JM has complained to the Charity Commission because Sex Matters platformed Richard Dunstan, who said some genuinely very objectionable things about about JM's history of being sexually abused as a child. The CC replied with "the issues you have raised have been passed to the Regulatory Compliance team to consider as part of our ongoing case into the charity". GLP then go on to talk about their defence of Mermaids. By mentioning the investigation into the unrelated charity Mermaids, GLP's statement is crafted in such a way as to make the reader think that SM are facing the same kind of super-serious investigation. They aren't: Mermaids were subject to a Statutory Inquiry, whilst SM face a far less serious Regulatory Compliance case. The GLP statement is cunning, it doesn't actually state what kind of case SM face, steering you into joining the dots in the wrong order yourself.
JM is well within his rights to flag his concern about SM platforming Dunstan, and is within his rights to write about doing so online. That doesn't make it any less seriously underhanded to imply a conflation of the Mermaids Statutory Inquiry with the SM Regulatory Compliance case.
Sex Matters's statement: https://archive.is/Sfs4k
GLP's statement: https://archive.is/GGMz7
I read the two accounts and wondered momentarily if they were actually describing the same thing.

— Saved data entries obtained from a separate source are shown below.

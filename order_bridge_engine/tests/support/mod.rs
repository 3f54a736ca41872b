use chrono::{TimeZone, Utc};
use log::*;
use obr_common::Cents;
use order_bridge_engine::{
    db_types::{ConnectorConfig, FinancialStatus, FulfillmentStatus, NewConnectorConfig, OrderId},
    sqlite::MIGRATOR,
    sync_types::{AddressPayload, CustomerPayload, LineItemPayload, NewOrderPayload, ShippingLinePayload},
    traits::OrderLedgerDatabase,
    SqliteDatabase,
};
use sqlx::{migrate::MigrateDatabase, Sqlite};

pub async fn prepare_test_db() -> SqliteDatabase {
    let _ = env_logger::try_init();
    let url = format!("sqlite://order_bridge_test_{}.db", rand::random::<u64>());
    if let Err(e) = Sqlite::drop_database(&url).await {
        warn!("Error dropping database {url}: {e:?}");
    }
    Sqlite::create_database(&url).await.expect("Error creating test database");
    let db = SqliteDatabase::new_with_url(&url, 5).await.expect("Error connecting to test database");
    MIGRATOR.run(db.pool()).await.expect("Error running migrations");
    db
}

pub async fn register_test_connector(db: &SqliteDatabase) -> ConnectorConfig {
    let mut connector = NewConnectorConfig::new("Test store", "bricks.myshopify.com", "shpat_test_token");
    connector.webhook_secret = Some(obr_common::Secret::new("wh_secret".to_string()));
    db.insert_connector(connector).await.expect("Error registering connector")
}

pub fn jane() -> CustomerPayload {
    CustomerPayload {
        shopify_customer_id: Some("7234598729942".to_string()),
        email: Some("jane.doe@example.com".to_string()),
        first_name: Some("Jane".to_string()),
        last_name: Some("Doe".to_string()),
        phone: Some("+15555550123".to_string()),
    }
}

pub fn home_address() -> AddressPayload {
    AddressPayload {
        name: Some("Jane Doe".to_string()),
        street: Some("12 Main Street".to_string()),
        street2: None,
        city: Some("Springfield".to_string()),
        zip: Some("62701".to_string()),
        phone: Some("+15555550123".to_string()),
        country_code: Some("US".to_string()),
        province_code: Some("IL".to_string()),
    }
}

pub fn office_address() -> AddressPayload {
    AddressPayload { street: Some("98 Elm Avenue".to_string()), zip: Some("62704".to_string()), ..home_address() }
}

/// A typical paid two-line order with a shipping charge.
pub fn order_payload(id: &str) -> NewOrderPayload {
    NewOrderPayload {
        order_id: OrderId::from(id),
        order_number: format!("#{id}"),
        email: Some("jane.doe@example.com".to_string()),
        note: None,
        created_at: Utc.with_ymd_and_hms(2024, 4, 23, 14, 15, 30).unwrap(),
        financial_status: FinancialStatus::Paid,
        fulfillment_status: FulfillmentStatus::Unfulfilled,
        customer: Some(jane()),
        billing_address: Some(home_address()),
        shipping_address: Some(office_address()),
        line_items: vec![
            LineItemPayload {
                shopify_line_item_id: format!("{id}-1"),
                sku: Some("TS-BLK-M".to_string()),
                name: "Classic Tee - Black / M".to_string(),
                quantity: 2,
                unit_price: Cents::from(2499),
            },
            LineItemPayload {
                shopify_line_item_id: format!("{id}-2"),
                sku: None,
                name: "Sticker Pack".to_string(),
                quantity: 1,
                unit_price: Cents::from(450),
            },
        ],
        shipping_lines: vec![ShippingLinePayload { title: "Standard Shipping".to_string(), price: Cents::from(1000) }],
    }
}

Based on SM's statement, they will not platform Richard Dunstan again. I hope that SM will do better due diligence in future. I know that many on this board hate purity politics, but joking about child sexual abuse crosses a line and, as a matter of principle, we should never work with those who joke about it. GC feminists are here to uphold safeguarding of women and children, and joking about CSA is fundamentally incompatible with that commitment. No child deserves to be abused and no adult survivor deserves to be mocked about it.